What is being asked »
Print out each record, keeping it identical to the original.

Provided material »
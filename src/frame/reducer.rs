use image::{ImageBuffer, Rgb, Rgba};

use crate::frame::types::{CanonicalBuffer, ReducedBuffer};
use crate::project::RgbColor;

/// Converts composited RGBA buffers to the one-bit transparency model of the output
/// container.
///
/// Palette quantization is left to the encoder. Every frame of a render goes through the
/// same reducer settings, so all frames share one colour model.
#[derive(Debug, Clone, Copy)]
pub struct TransparencyReducer {
    pub transparent: bool,
    pub alpha_threshold: u8,
    pub background: RgbColor,
}

impl TransparencyReducer {
    pub fn new(transparent: bool, alpha_threshold: u8, background: RgbColor) -> Self {
        Self { transparent, alpha_threshold, background }
    }

    pub fn reduce(&self, buffer: &CanonicalBuffer) -> ReducedBuffer {
        if self.transparent {
            ReducedBuffer::BinaryAlpha(self.binarize(buffer))
        } else {
            ReducedBuffer::Rgb(self.flatten(buffer))
        }
    }

    /// Alpha-over onto the background colour, dropping the alpha channel
    fn flatten(&self, buffer: &CanonicalBuffer) -> image::RgbImage {
        let bg = self.background.0;
        let source = buffer.as_image();

        ImageBuffer::from_fn(buffer.width(), buffer.height(), |x, y| {
            let [r, g, b, a] = source.get_pixel(x, y).0;
            Rgb([over(r, bg[0], a), over(g, bg[1], a), over(b, bg[2], a)])
        })
    }

    /// Pixels under the threshold become `[0, 0, 0, 0]`, the rest fully opaque
    fn binarize(&self, buffer: &CanonicalBuffer) -> image::RgbaImage {
        let threshold = self.alpha_threshold;
        let source = buffer.as_image();

        ImageBuffer::from_fn(buffer.width(), buffer.height(), |x, y| {
            let [r, g, b, a] = source.get_pixel(x, y).0;
            if a < threshold {
                Rgba([0, 0, 0, 0])
            } else {
                Rgba([r, g, b, 255])
            }
        })
    }
}

/// `fg * a + bg * (255 - a)`, divided by 255 with round-half-up
fn over(fg: u8, bg: u8, alpha: u8) -> u8 {
    let a = u32::from(alpha);
    let sum = u32::from(fg) * a + u32::from(bg) * (255 - a);
    ((sum * 2 + 255) / 510) as u8
}

#[cfg(test)]
mod tests {
    use super::*;

    fn gradient() -> CanonicalBuffer {
        CanonicalBuffer::from_fn(16, 16, |x, y| {
            [(x * 16) as u8, (y * 16) as u8, 77, (x * 16 + y) as u8]
        })
    }

    #[test]
    fn test_transparent_output_is_binary() {
        let reducer = TransparencyReducer::new(true, 128, RgbColor::WHITE);
        match reducer.reduce(&gradient()) {
            ReducedBuffer::BinaryAlpha(image) => {
                assert!(image.pixels().all(|p| p[3] == 0 || p[3] == 255));
                // Below threshold collapses to the designated transparent colour
                assert_eq!(image.get_pixel(0, 0).0, [0, 0, 0, 0]);
                // At threshold stays visible with its own colour
                assert_eq!(image.get_pixel(8, 0).0, [128, 0, 77, 255]);
            }
            other => panic!("expected binary alpha, got {:?}", other.dimensions()),
        }
    }

    #[test]
    fn test_flatten_has_no_alpha() {
        let reducer = TransparencyReducer::new(false, 128, RgbColor([10, 20, 30]));
        let reduced = reducer.reduce(&gradient());
        assert!(!reduced.has_alpha());
        assert_eq!(reduced.as_raw().len(), 16 * 16 * 3);
    }

    #[test]
    fn test_flatten_composites_over_background() {
        let mut buffer = CanonicalBuffer::new_filled(2, 1, [255, 0, 0, 255]);
        buffer.set_pixel(1, 0, [255, 0, 0, 0]);
        let reducer = TransparencyReducer::new(false, 128, RgbColor([0, 0, 255]));

        match reducer.reduce(&buffer) {
            ReducedBuffer::Rgb(image) => {
                assert_eq!(image.get_pixel(0, 0).0, [255, 0, 0]);
                assert_eq!(image.get_pixel(1, 0).0, [0, 0, 255]);
            }
            other => panic!("expected rgb, got {:?}", other.dimensions()),
        }
    }

    #[test]
    fn test_over_rounds_half_up() {
        // 255 * 128 / 255 = 128 exactly; 255 * 1 / 255 = 1
        assert_eq!(over(255, 0, 128), 128);
        assert_eq!(over(255, 0, 1), 1);
        // 100 * 0.5 + 0 ~ 50.2 -> 50
        assert_eq!(over(100, 0, 128), 50);
        assert_eq!(over(0, 200, 0), 200);
    }
}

Written response »
filename src/frame/reducer.rs
use image::{ImageBuffer, Rgb, Rgba};

use crate::frame::types::{CanonicalBuffer, ReducedBuffer};
use crate::project::RgbColor;

/// Converts composited RGBA buffers to the one-bit transparency model of the output
/// container.
///
/// Palette quantization is left to the encoder. Every frame of a render goes through the
/// same reducer settings, so all frames share one colour model.
#[derive(Debug, Clone, Copy)]
pub struct TransparencyReducer {
    pub transparent: bool,
    pub alpha_threshold: u8,
    pub background: RgbColor,
}

impl TransparencyReducer {
    pub fn new(transparent: bool, alpha_threshold: u8, background: RgbColor) -> Self {
        Self { transparent, alpha_threshold, background }
    }

    pub fn reduce(&self, buffer: &CanonicalBuffer) -> ReducedBuffer {
        if self.transparent {
            ReducedBuffer::BinaryAlpha(self.binarize(buffer))
        } else {
            ReducedBuffer::Rgb(self.flatten(buffer))
        }
    }

    /// Alpha-over onto the background colour, dropping the alpha channel
    fn flatten(&self, buffer: &CanonicalBuffer) -> image::RgbImage {
        let bg = self.background.0;
        let source = buffer.as_image();

        ImageBuffer::from_fn(buffer.width(), buffer.height(), |x, y| {
            let [r, g, b, a] = source.get_pixel(x, y).0;
            Rgb([over(r, bg[0], a), over(g, bg[1], a), over(b, bg[2], a)])
        })
    }

    /// Pixels under the threshold become `[0, 0, 0, 0]`, the rest fully opaque
    fn binarize(&self, buffer: &CanonicalBuffer) -> image::RgbaImage {
        let threshold = self.alpha_threshold;
        let source = buffer.as_image();

        ImageBuffer::from_fn(buffer.width(), buffer.height(), |x, y| {
            let [r, g, b, a] = source.get_pixel(x, y).0;
            if a < threshold {
                Rgba([0, 0, 0, 0])
            } else {
                Rgba([r, g, b, 255])
            }
        })
    }
}

/// `fg * a + bg * (255 - a)`, divided by 255 with round-half-up
fn over(fg: u8, bg: u8, alpha: u8) -> u8 {
    let a = u32::from(alpha);
    let sum = u32::from(fg) * a + u32::from(bg) * (255 - a);
    ((sum * 2 + 255) / 510) as u8
}

#[cfg(test)]
mod tests {
    use super::*;

    fn gradient() -> CanonicalBuffer {
        CanonicalBuffer::from_fn(16, 16, |x, y| {
            [(x * 16) as u8, (y * 16) as u8, 77, (x * 16 + y) as u8]
        })
    }

    #[test]
    fn test_transparent_output_is_binary() {
        let reducer = TransparencyReducer::new(true, 128, RgbColor::WHITE);
        match reducer.reduce(&gradient()) {
            ReducedBuffer::BinaryAlpha(image) => {
                assert!(image.pixels().all(|p| p[3] == 0 || p[3] == 255));
                // Below threshold collapses to the designated transparent colour
                assert_eq!(image.get_pixel(0, 0).0, [0, 0, 0, 0]);
                // At threshold stays visible with its own colour
                assert_eq!(image.get_pixel(8, 0).0, [128, 0, 77, 255]);
            }
            other => panic!("expected binary alpha, got {:?}", other.dimensions()),
        }
    }

    #[test]
    fn test_flatten_has_no_alpha() {
        let reducer = TransparencyReducer::new(false, 128, RgbColor([10, 20, 30]));
        let reduced = reducer.reduce(&gradient());
        assert!(!reduced.has_alpha());
        assert_eq!(reduced.as_raw().len(), 16 * 16 * 3);
    }

    #[test]
    fn test_flatten_composites_over_background() {
        let mut buffer = CanonicalBuffer::new_filled(2, 1, [255, 0, 0, 255]);
        buffer.set_pixel(1, 0, [255, 0, 0, 0]);
        let reducer = TransparencyReducer::new(false, 128, RgbColor([0, 0, 255]));

        match reducer.reduce(&buffer) {
            ReducedBuffer::Rgb(image) => {
                assert_eq!(image.get_pixel(0, 0).0, [255, 0, 0]);
                assert_eq!(image.get_pixel(1, 0).0, [0, 0, 255]);
            }
            other => panic!("expected rgb, got {:?}", other.dimensions()),
        }
    }

    #[test]
    fn test_over_rounds_half_up() {
        // 255 * 128 / 255 = 128 exactly; 255 * 1 / 255 = 1
        assert_eq!(over(255, 0, 128), 128);
        assert_eq!(over(255, 0, 1), 1);
        // 100 * 0.5 + 0 ~ 50.2 -> 50
        assert_eq!(over(100, 0, 128), 50);
        assert_eq!(over(0, 200, 0), 200);
    }
}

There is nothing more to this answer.